As everyone knows, there is no shortage of beautiful cemeteries in Paris; I saw eight in all. My affinity for wandering in graveyards began with the North American version: a park with trees, open spaces and headstones no higher than 3 feet. Doubles can be found, but singles are the norm; family plots are rare. They are peaceful empty places with a few scattered maintenance workers now and again.

Overgrown and strewn with thorns

Paris cemeteries are quite different. My first stop, Montparnasse, highlighted some striking differences. Grass is rare. Thankfully, bathrooms are available if you don't mind the squatting type. There are benches for people to sit and chat or have lunch if they wish. It is in the middle of the city, with a regular street partitioning it in half, so it is used as a shortcut for people going on with their lives. The number of living people there surprised me. This idea of an active and vibrant graveyard pleased me well, so I had to see more.

Never fear the supply of midgets remains plentiful.

If I had to pick a favourite, it would be a toss up between Passy and Montmartre. Passy has an art deco theme with the Eiffel Tower in the background and ornate family vaults. Montmartre is an older, tiered park under an overpass complete with an affectionate cemetery cat.

Livin' under the bridge

I must say, the famous Pere Lachaise was a bit of a let down. It has very broken down bits in need of a lot of repair. The huddle at Jim Morrison's grave was crazy. He has nothing on Edith Piaf, though. Ryan could do a fine Flower-and-Fan-Arama there. Although interesting, with its 8 million lipstick prints, I couldn't help but have sanitary concerns about Oscar Wilde's grave.

Rubble

So I ended up having lunch with Abelard and Heloise, checking out the Columbarium and heading out.

My lunch date

The other four cemeteries were all near or beyond the city limits. They were generally flatter, with low headstones, few sculptures and grouped by age or military status. A few had some odd personal touches.

Lanny?

Some had sections tended so well you wondered if it was an award winning event while others were clearly left to their own devices.
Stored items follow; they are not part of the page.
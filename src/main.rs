mod cli;

use std::str::FromStr;

use alloy::primitives::U256;
use anyhow::{Context, Result};
use clap::Parser;
use tokio_util::sync::CancellationToken;
use tracing::{info, warn};

use cli::{render_split, render_text, OutputFormat, SplitterCli, SplitterCommand};
use token_splitter::{
    chain::connect,
    distribution::{apply_remainder_policy, compute_split},
    errors::{ConfigError, SplitterError},
    Session, TokenChain,
};

fn init_tracing(verbose: bool) {
    let default_level = if verbose { "debug" } else { "info" };
    let env_filter = tracing_subscriber::EnvFilter::try_from_default_env()
        .unwrap_or_else(|_| tracing_subscriber::EnvFilter::new(default_level));

    tracing_subscriber::fmt()
        .with_env_filter(env_filter)
        .with_writer(std::io::stderr)
        .init();
}

async fn run<C: TokenChain>(
    session: &mut Session<C>,
    command: SplitterCommand,
    cancel: &CancellationToken,
) -> Result<(), SplitterError> {
    match command {
        SplitterCommand::Connect | SplitterCommand::Split { .. } => {}
        SplitterCommand::Discover => {
            session.discover(cancel).await?;
        }
        SplitterCommand::Distribute { token } => {
            session.discover(cancel).await?;
            session.distribute_one(token).await?;
        }
        SplitterCommand::DistributeAll => {
            session.discover(cancel).await?;
            session.distribute_all(cancel).await?;
        }
        SplitterCommand::DistributeContract => {
            session.discover(cancel).await?;
            session.distribute_contract_batch().await?;
        }
    }
    Ok(())
}

#[tokio::main]
async fn main() -> Result<()> {
    let cli = SplitterCli::parse();
    init_tracing(cli.verbose);

    let config = cli.resolve_config()?;

    if let SplitterCommand::Split {
        balance,
        decimals,
        remainder,
    } = &cli.command
    {
        let raw = U256::from_str(balance).with_context(|| format!("invalid balance {}", balance))?;
        let breakdown = apply_remainder_policy(
            compute_split(raw, *decimals, &config.share_table()?),
            (*remainder).into(),
        );
        match cli.format {
            OutputFormat::Json => println!("{}", serde_json::to_string_pretty(&breakdown)?),
            OutputFormat::Text => print!("{}", render_split(&breakdown)),
        }
        return Ok(());
    }

    let rpc_url = config
        .rpc_url
        .clone()
        .ok_or(ConfigError::Missing("rpc_url"))?;
    let private_key = cli
        .private_key
        .clone()
        .ok_or(ConfigError::Missing("private_key"))?;

    let chain = connect(&rpc_url, &private_key).await?;
    let mut session = Session::from_config(chain, &config)?;

    let cancel = CancellationToken::new();
    let ctrl_c = cancel.clone();
    tokio::spawn(async move {
        if tokio::signal::ctrl_c().await.is_ok() {
            warn!("Interrupt received; cancelling scan");
            ctrl_c.cancel();
        }
    });

    session.connect().await?;
    info!(contract = %config.custodial_contract, "Session ready");

    let outcome = run(&mut session, cli.command, &cancel).await;

    let view = session.view();
    match cli.format {
        OutputFormat::Json => println!("{}", serde_json::to_string_pretty(&view)?),
        OutputFormat::Text => print!("{}", render_text(&view)),
    }

    outcome?;
    Ok(())
}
This could well have been an argument for procreation – no respectable family plot has its roof fall off!

Les Lilas

Speaking of the family name... not a single LaLonde in any of the cemeteries.
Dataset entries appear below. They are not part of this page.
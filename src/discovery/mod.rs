//! Token discovery
//!
//! Discovery runs in two stages:
//! 1. [`LogScanner`] collects every token that ever sent value to the
//!    custodial contract
//! 2. [`TokenResolver`] fetches metadata and live balances, keeping only
//!    tokens with a positive balance
//!
//! [`TokenDiscovery`] chains both stages and is what the session and the
//! distribution orchestrator call to (re)build the token set.

pub mod resolver;
pub mod scanner;

use alloy::primitives::Address;
use tokio_util::sync::CancellationToken;

pub use resolver::TokenResolver;
pub use scanner::LogScanner;

use crate::{
    config::SplitterConfig, errors::SplitterError, traits::TokenChain, types::DiscoveredTokenSet,
};

/// Scanner and resolver for one custodial contract
#[derive(Debug, Clone)]
pub struct TokenDiscovery {
    custodial: Address,
    scanner: LogScanner,
    resolver: TokenResolver,
}

impl TokenDiscovery {
    pub fn new(custodial: Address, scanner: LogScanner, resolver: TokenResolver) -> Self {
        Self {
            custodial,
            scanner,
            resolver,
        }
    }

    pub fn from_config(config: &SplitterConfig) -> Self {
        Self::new(
            config.custodial_contract,
            LogScanner::new(config.scan.clone()),
            TokenResolver::new(config.resolver.clone()),
        )
    }

    pub fn custodial(&self) -> Address {
        self.custodial
    }

    /// Scan the transfer history and resolve the resulting candidates
    pub async fn discover<C>(
        &self,
        chain: &C,
        cancel: &CancellationToken,
    ) -> Result<DiscoveredTokenSet, SplitterError>
    where
        C: TokenChain,
    {
        let candidates = self
            .scanner
            .discover_candidate_tokens(chain, self.custodial, cancel)
            .await?;
        self.resolver
            .resolve(chain, candidates.iter(), self.custodial)
            .await
    }
}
Where ARE my peeps, anyway?

Fakin' it

Perhaps in the Pantheon, I thought - in the crypt with the men and women who have valiantly or creatively served their nation and led the way to progress and triumph. Nope, not there, either. And the statue of Voltaire was mysteriously missing from the crypt as well. Frankly, he's better off. It was a little too much like a cement prison to want to stay for long.

Run Voltaire Run

The other crypt of kings I visited was clear across the city and outside Paris under St. Denis Basilica. It wasn't as disappointing as the Notre Dame Archeaological site, but the deepest portion had some similarities. I hate to offend any budding archaelogists out there, but nothing is more tedious than staring at holes in the earth. It is made worse with the large signs explaining what the item might be, or could be, and all the possible uses of this fine specimen from the ancient world... so similar, yet so different from our own... (insert dramatic pause followed by thunderous, inappropriate music on poor quality headset).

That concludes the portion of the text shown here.